Cour d’appel de Riom, le 4 mars 2026, n°23/01800

La Cour d’appel de Montluçon, dans un arrêt du 4 mars 2026, a confirmé la résolution d’un bail d’habitation pour trouble anormal de voisinage. Les locataires, condamnés en première instance, formaient un appel contre cette décision. Ils contestaient la réalité des faits reprochés et l’impartialité du bailleur. La cour d’appel a rejeté leurs arguments et a prononcé la résiliation du bail conclu le 14 février 2017. Elle a également condamné les locataires au paiement d’indemnités d’occupation et de frais de procédure. La question était de savoir si des troubles de voisinage répétés et graves, imputables aux locataires, justifiaient la résiliation du bail pour manquement à l’obligation de jouissance paisible. La cour a répondu par l’affirmative, confirmant ainsi la solution du premier juge.

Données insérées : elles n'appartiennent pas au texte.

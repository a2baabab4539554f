//! Arena Back binary entrypoint wiring REST, SSE, identity and storage layers.

use std::{env, net::SocketAddr, sync::Arc};

use anyhow::Context;
use axum::Router;
use tokio::net::TcpListener;
use tower_http::{cors::CorsLayer, trace::TraceLayer};
use tracing::info;
use tracing_subscriber::{layer::SubscriberExt, util::SubscriberInitExt};

use arena_back::{
    config::AppConfig,
    dao::{
        game_store::{ArenaStore, memory::MemoryStore},
        identity::{IdentityProvider, memory::MemoryIdentityProvider},
    },
    routes,
    state::{AppState, SharedState},
};

#[tokio::main]
async fn main() -> anyhow::Result<()> {
    init_tracing();

    let config = AppConfig::load();
    let identity = build_identity(&config)?;
    let app_state = AppState::new(config, identity);

    start_storage(&app_state).await;
    // Build the HTTP router once the shared state is ready.
    let app = build_router(app_state);

    let port = env::var("PORT")
        .or_else(|_| env::var("SERVER_PORT"))
        .ok()
        .and_then(|value| value.parse::<u16>().ok())
        .unwrap_or(8080);

    let addr = SocketAddr::from(([0, 0, 0, 0], port));
    info!(%addr, "starting server");

    let listener = TcpListener::bind(addr).await.context("binding server")?;
    let service = app.into_make_service();
    axum::serve(listener, service)
        .with_graceful_shutdown(shutdown_signal())
        .await
        .context("serving axum")?;

    Ok(())
}

/// Hosted identity provider when a Supabase project is configured, otherwise an
/// in-process registry seeded with the configured development users.
fn build_identity(config: &AppConfig) -> anyhow::Result<Arc<dyn IdentityProvider>> {
    #[cfg(feature = "supabase-store")]
    {
        use arena_back::dao::{
            game_store::supabase::SupabaseConfig,
            identity::supabase::{SupabaseAuthConfig, SupabaseIdentityProvider},
        };

        if SupabaseConfig::is_configured() {
            let auth_config =
                SupabaseAuthConfig::from_env().context("reading Supabase auth settings")?;
            let provider =
                SupabaseIdentityProvider::new(auth_config).context("building auth client")?;
            info!("using Supabase identity provider");
            return Ok(Arc::new(provider));
        }
    }

    let provider = MemoryIdentityProvider::new();
    for user in config.dev_users() {
        provider.insert(user.token.clone(), user.identity.clone());
    }
    info!(
        dev_users = config.dev_users().len(),
        "using in-memory identity provider"
    );
    Ok(Arc::new(provider))
}

/// Spawn the storage supervisor against Supabase, or install the in-memory store.
async fn start_storage(state: &SharedState) {
    #[cfg(feature = "supabase-store")]
    {
        use arena_back::{
            dao::{
                game_store::supabase::{SupabaseConfig, SupabaseGameStore},
                storage::StorageError,
            },
            services::storage_supervisor,
        };

        if SupabaseConfig::is_configured() {
            tokio::spawn(storage_supervisor::run(state.clone(), || async {
                let config = SupabaseConfig::from_env().map_err(StorageError::from)?;
                let store = SupabaseGameStore::connect(config)
                    .await
                    .map_err(StorageError::from)?;
                Ok::<_, StorageError>(Arc::new(store) as Arc<dyn ArenaStore>)
            }));
            return;
        }
    }

    info!("SUPABASE_URL not set; using the in-memory store");
    state
        .install_store(Arc::new(MemoryStore::new()) as Arc<dyn ArenaStore>)
        .await;
}

/// Build the top-level router and attach cross-cutting middleware layers.
fn build_router(state: SharedState) -> Router<()> {
    routes::router(state)
        .layer(CorsLayer::permissive())
        .layer(TraceLayer::new_for_http())
}

/// Configure tracing subscribers so logs include spans by default.
fn init_tracing() {
    let env_filter = tracing_subscriber::EnvFilter::try_from_default_env()
        .unwrap_or_else(|_| "info,tower_http=debug".into());
    tracing_subscriber::registry()
        .with(env_filter)
        .with(tracing_subscriber::fmt::layer())
        .init();
}

/// Wait for Ctrl+C or SIGTERM and shut the server down gracefully.
async fn shutdown_signal() {
    #[cfg(unix)]
    {
        use tokio::signal::unix::{SignalKind, signal};

        match signal(SignalKind::terminate()) {
            Ok(mut term) => {
                tokio::select! {
                    _ = tokio::signal::ctrl_c() => {},
                    _ = term.recv() => {},
                }
            }
            Err(err) => {
                tracing::warn!(error = %err, "failed to install SIGTERM handler");
                let _ = tokio::signal::ctrl_c().await;
            }
        }
    }

    #[cfg(not(unix))]
    {
        let _ = tokio::signal::ctrl_c().await;
    }
}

**La caractérisation exigeante d’un trouble anormal de voisinage**

La cour retient une conception objective et cumulative du trouble justifiant la résiliation. Elle exige d’abord la réunion de faits précis et circonstanciés. Les nombreux témoignages produits décrivent des menaces, des insultes à caractère racial et des comportements agressifs. La cour relève que ces éléments sont “très précis et circonstanciés”. Elle écarte l’argument d’une concertation entre les plaignants. La diversité des sources et l’ancienneté des premiers signalements renforcent la crédibilité des griefs. La durée et la répétition des incidents sont ensuite déterminantes. Les premiers courriers remontent à 2011 et les conflits ont persisté après la conclusion d’un nouveau bail en 2017. La cour constate un “trouble de voisinage récurrent, général”. Cette persistance démontre l’existence d’un trouble établi et continu. Enfin, la gravité du trouble est appréciée à ses conséquences concrètes. Certains voisins ont adopté des “comportements d’évitement” ou ont quitté les lieux. La cour estime que ces faits portent atteinte à la sérénité de l’ensemble immobilier. Ils excèdent les inconvénients normaux de la vie en collectivité. Cette approche stricte permet de fonder une décision de résiliation sur des bases solides.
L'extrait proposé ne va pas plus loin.